### WHAT THIS TASK INVOLVES
Read through the listing, and wherever a line holds the word "defaults", return it.

┌────────

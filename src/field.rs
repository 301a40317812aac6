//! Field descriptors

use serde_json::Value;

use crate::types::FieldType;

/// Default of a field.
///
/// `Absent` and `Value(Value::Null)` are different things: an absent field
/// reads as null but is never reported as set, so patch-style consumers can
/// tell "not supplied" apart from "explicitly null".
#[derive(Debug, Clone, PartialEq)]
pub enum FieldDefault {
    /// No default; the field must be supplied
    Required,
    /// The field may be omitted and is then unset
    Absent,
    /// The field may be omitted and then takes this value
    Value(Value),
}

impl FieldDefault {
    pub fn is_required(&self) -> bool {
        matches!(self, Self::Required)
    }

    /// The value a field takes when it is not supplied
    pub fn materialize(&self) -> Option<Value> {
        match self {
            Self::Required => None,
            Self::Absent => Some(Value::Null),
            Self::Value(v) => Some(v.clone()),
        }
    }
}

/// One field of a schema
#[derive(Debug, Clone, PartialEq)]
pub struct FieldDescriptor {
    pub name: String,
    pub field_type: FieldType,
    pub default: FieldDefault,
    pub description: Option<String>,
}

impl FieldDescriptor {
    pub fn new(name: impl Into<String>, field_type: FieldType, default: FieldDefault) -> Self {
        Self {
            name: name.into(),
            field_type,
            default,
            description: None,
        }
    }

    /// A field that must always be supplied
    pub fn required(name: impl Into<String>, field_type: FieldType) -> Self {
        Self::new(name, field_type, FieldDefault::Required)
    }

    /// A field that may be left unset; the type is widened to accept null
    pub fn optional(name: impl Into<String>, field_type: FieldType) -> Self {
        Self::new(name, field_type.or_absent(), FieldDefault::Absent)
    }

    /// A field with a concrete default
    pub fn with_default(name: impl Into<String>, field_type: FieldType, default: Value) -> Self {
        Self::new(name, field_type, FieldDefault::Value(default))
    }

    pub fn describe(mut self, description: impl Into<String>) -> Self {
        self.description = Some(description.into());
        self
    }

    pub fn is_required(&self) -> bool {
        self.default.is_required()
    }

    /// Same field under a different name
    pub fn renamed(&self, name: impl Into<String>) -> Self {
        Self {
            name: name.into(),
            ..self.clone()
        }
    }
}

└────────
┌────────

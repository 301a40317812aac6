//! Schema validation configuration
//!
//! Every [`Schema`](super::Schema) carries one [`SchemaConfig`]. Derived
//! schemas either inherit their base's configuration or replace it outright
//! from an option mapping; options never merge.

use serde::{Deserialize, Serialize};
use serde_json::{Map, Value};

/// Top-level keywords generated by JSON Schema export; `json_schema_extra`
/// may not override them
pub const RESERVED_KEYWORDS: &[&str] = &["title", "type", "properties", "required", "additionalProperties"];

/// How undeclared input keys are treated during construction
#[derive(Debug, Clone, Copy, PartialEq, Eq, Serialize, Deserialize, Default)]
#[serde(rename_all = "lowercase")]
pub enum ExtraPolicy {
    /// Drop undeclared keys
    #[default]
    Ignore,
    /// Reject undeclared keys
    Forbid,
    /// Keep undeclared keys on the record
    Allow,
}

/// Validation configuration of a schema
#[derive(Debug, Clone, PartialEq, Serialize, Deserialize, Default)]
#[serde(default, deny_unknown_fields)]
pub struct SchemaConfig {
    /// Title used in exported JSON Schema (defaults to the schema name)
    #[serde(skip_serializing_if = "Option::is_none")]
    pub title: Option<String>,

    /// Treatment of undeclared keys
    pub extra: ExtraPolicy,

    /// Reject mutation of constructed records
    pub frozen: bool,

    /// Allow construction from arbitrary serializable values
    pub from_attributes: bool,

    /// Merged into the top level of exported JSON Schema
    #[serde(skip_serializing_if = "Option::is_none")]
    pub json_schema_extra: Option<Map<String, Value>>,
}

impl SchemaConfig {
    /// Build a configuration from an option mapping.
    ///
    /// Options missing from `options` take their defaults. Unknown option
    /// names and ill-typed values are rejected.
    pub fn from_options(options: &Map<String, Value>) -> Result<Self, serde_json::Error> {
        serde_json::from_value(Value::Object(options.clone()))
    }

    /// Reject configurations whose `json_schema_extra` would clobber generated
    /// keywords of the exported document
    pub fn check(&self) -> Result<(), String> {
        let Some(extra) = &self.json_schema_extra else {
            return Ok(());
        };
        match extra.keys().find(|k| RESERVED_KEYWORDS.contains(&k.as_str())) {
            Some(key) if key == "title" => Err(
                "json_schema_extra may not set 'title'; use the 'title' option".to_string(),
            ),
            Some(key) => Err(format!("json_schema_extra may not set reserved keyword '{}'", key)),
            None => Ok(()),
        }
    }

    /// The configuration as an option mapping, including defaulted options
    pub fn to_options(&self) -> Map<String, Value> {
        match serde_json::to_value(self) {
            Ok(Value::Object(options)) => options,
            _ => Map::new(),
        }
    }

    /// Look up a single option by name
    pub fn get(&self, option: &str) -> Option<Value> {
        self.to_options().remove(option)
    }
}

└────────

### ANSWER TO THIS EXERCISE
    /// Title used in exported JSON Schema (defaults to the schema name)
    /// Options missing from `options` take their defaults. Unknown option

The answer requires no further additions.